A pair of classic 1950s-era tripod table lamps designed by Gerald Thurston for LIGHTOLIER.  This brass-and-wood tripod design was a popular format of the period and was produced in many variations.  The shades are new.  The patina is original.

GERALD THURSTON earned an industrial design degree from the School of the Art Institute of Chicago (SAIC).  While a student, he produced freelance designs for the Zenith Radio Corporation in Chicago (now Zenith Electronics LLC, part of LG Electronics).  His career began in earnest when we started work for the New Metal Craft Company in Chicago where he designed custom lighting fixtures and ornamental items for decorators and architects.  In 1938 he became a charter member of the Industrial Designers Institute (IDI), the oldest organization of professional industrial designers in the USA, where he served on the executive council and as chairman of the New York chapter.

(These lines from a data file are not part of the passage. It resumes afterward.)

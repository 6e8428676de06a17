//! Execution engine - runs tasks one at a time with prerequisites first and
//! deferred cleanup last

use crate::error::{Error, Result};
use crate::observer::{Observer, Silent};
use crate::registry::Registry;
use crate::task::Task;
use std::sync::Arc;

type DeferredAction = Box<dyn FnOnce(&mut Runner) -> anyhow::Result<()>>;

struct Deferred {
    label: String,
    action: DeferredAction,
}

/// Runs tasks from a [`Registry`].
pub struct Runner {
    registry: Arc<Registry>,
    active: Vec<String>,
    observer: Box<dyn Observer>,
}

impl Runner {
    pub fn new(registry: Arc<Registry>) -> Self {
        Self {
            registry,
            active: Vec::new(),
            observer: Box::new(Silent),
        }
    }

    /// Report progress to `observer`.
    pub fn with_observer(mut self, observer: impl Observer + 'static) -> Self {
        self.observer = Box::new(observer);
        self
    }

    /// Run `name`: prerequisites in order, then the body, then deferred
    /// actions in reverse registration order.
    pub fn run(&mut self, name: &str) -> Result<()> {
        let registry = Arc::clone(&self.registry);
        let task = registry.resolve(name)?;

        if let Some(pos) = self.active.iter().position(|n| n == name) {
            let mut chain = self.active[pos..].to_vec();
            chain.push(name.to_string());
            return Err(Error::Cycle(chain));
        }

        self.active.push(name.to_string());
        let result = self.execute(task);
        self.active.pop();
        result
    }

    fn execute(&mut self, task: &Task) -> Result<()> {
        for prerequisite in task.prerequisites() {
            self.run(prerequisite)?;
        }

        log::info!("running task {}", task.name());
        self.observer.on_task_start(task.name());

        let mut scope = Scope {
            runner: &mut *self,
            task: task.name(),
            deferred: Vec::new(),
        };
        let outcome = task.execute(&mut scope);
        let deferred = scope.deferred;

        let cleanup = self.unwind(task.name(), deferred);
        let result = match outcome {
            Err(error) => Err(Error::from_body(task.name(), error)),
            Ok(()) => cleanup,
        };

        if let Err(e) = &result {
            log::debug!("task {} failed: {e}", task.name());
        }
        self.observer.on_task_finish(task.name(), &result);
        result
    }

    fn unwind(&mut self, task: &str, mut deferred: Vec<Deferred>) -> Result<()> {
        let mut first_failure = None;

        while let Some(Deferred { label, action }) = deferred.pop() {
            log::debug!("task {task}: running deferred '{label}'");
            self.observer.on_deferred(task, &label);

            if let Err(error) = action(&mut *self) {
                log::warn!("cleanup '{label}' of task '{task}' failed: {error:#}");
                self.observer.on_deferred_failed(task, &label, &error);
                if first_failure.is_none() {
                    first_failure = Some(Error::DeferredFailed {
                        task: task.to_string(),
                        label,
                        source: error,
                    });
                }
            }
        }

        first_failure.map_or(Ok(()), Err)
    }
}

/// Handle given to a task body while it runs.
pub struct Scope<'a> {
    runner: &'a mut Runner,
    task: &'a str,
    deferred: Vec<Deferred>,
}

impl Scope<'_> {
    /// Name of the running task.
    pub fn task(&self) -> &str {
        self.task
    }

    /// Run another task to completion from inside this body.
    pub fn run(&mut self, name: &str) -> Result<()> {
        self.runner.run(name)
    }

    /// Register a cleanup action that runs after the body on every exit
    /// path. Actions run most recently registered first.
    pub fn defer<F>(&mut self, label: impl Into<String>, action: F)
    where
        F: FnOnce(&mut Runner) -> anyhow::Result<()> + 'static,
    {
        self.deferred.push(Deferred {
            label: label.into(),
            action: Box::new(action),
        });
    }

    /// Register running task `name` as a cleanup action.
    pub fn defer_task(&mut self, name: impl Into<String>) {
        let name = name.into();
        let label = format!("task {name}");
        self.defer(label, move |runner| {
            runner.run(&name)?;
            Ok(())
        });
    }
}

Around 1950 he went to work for the American lighting manufacturer LIGHTOLIER of New York and Jersey City.  He worked there for 30 years before retiring from the Jersey City office as head of the design department of residential lighting.  During his tenure with LIGHTOLIER he became well known internationally for an exhaustive catalogue of designs, including the famous 'Scandia' collection.

During America's post-war construction boom and rise of mid-Century modern design, LIGHTOLIER's in-house product design team was of critical importance.  Thurston’s right hand was actually insured for a million dollars.  (At the height of his career the design methodology encompassed drawing illustrations on craft paper—a far cry from the computer-generated graphics process of today.)  Thurston remained passionate about his work until the end, as his oeuvre makes abundantly clear.  He died in 2005, leaving behind a truly rich body of work.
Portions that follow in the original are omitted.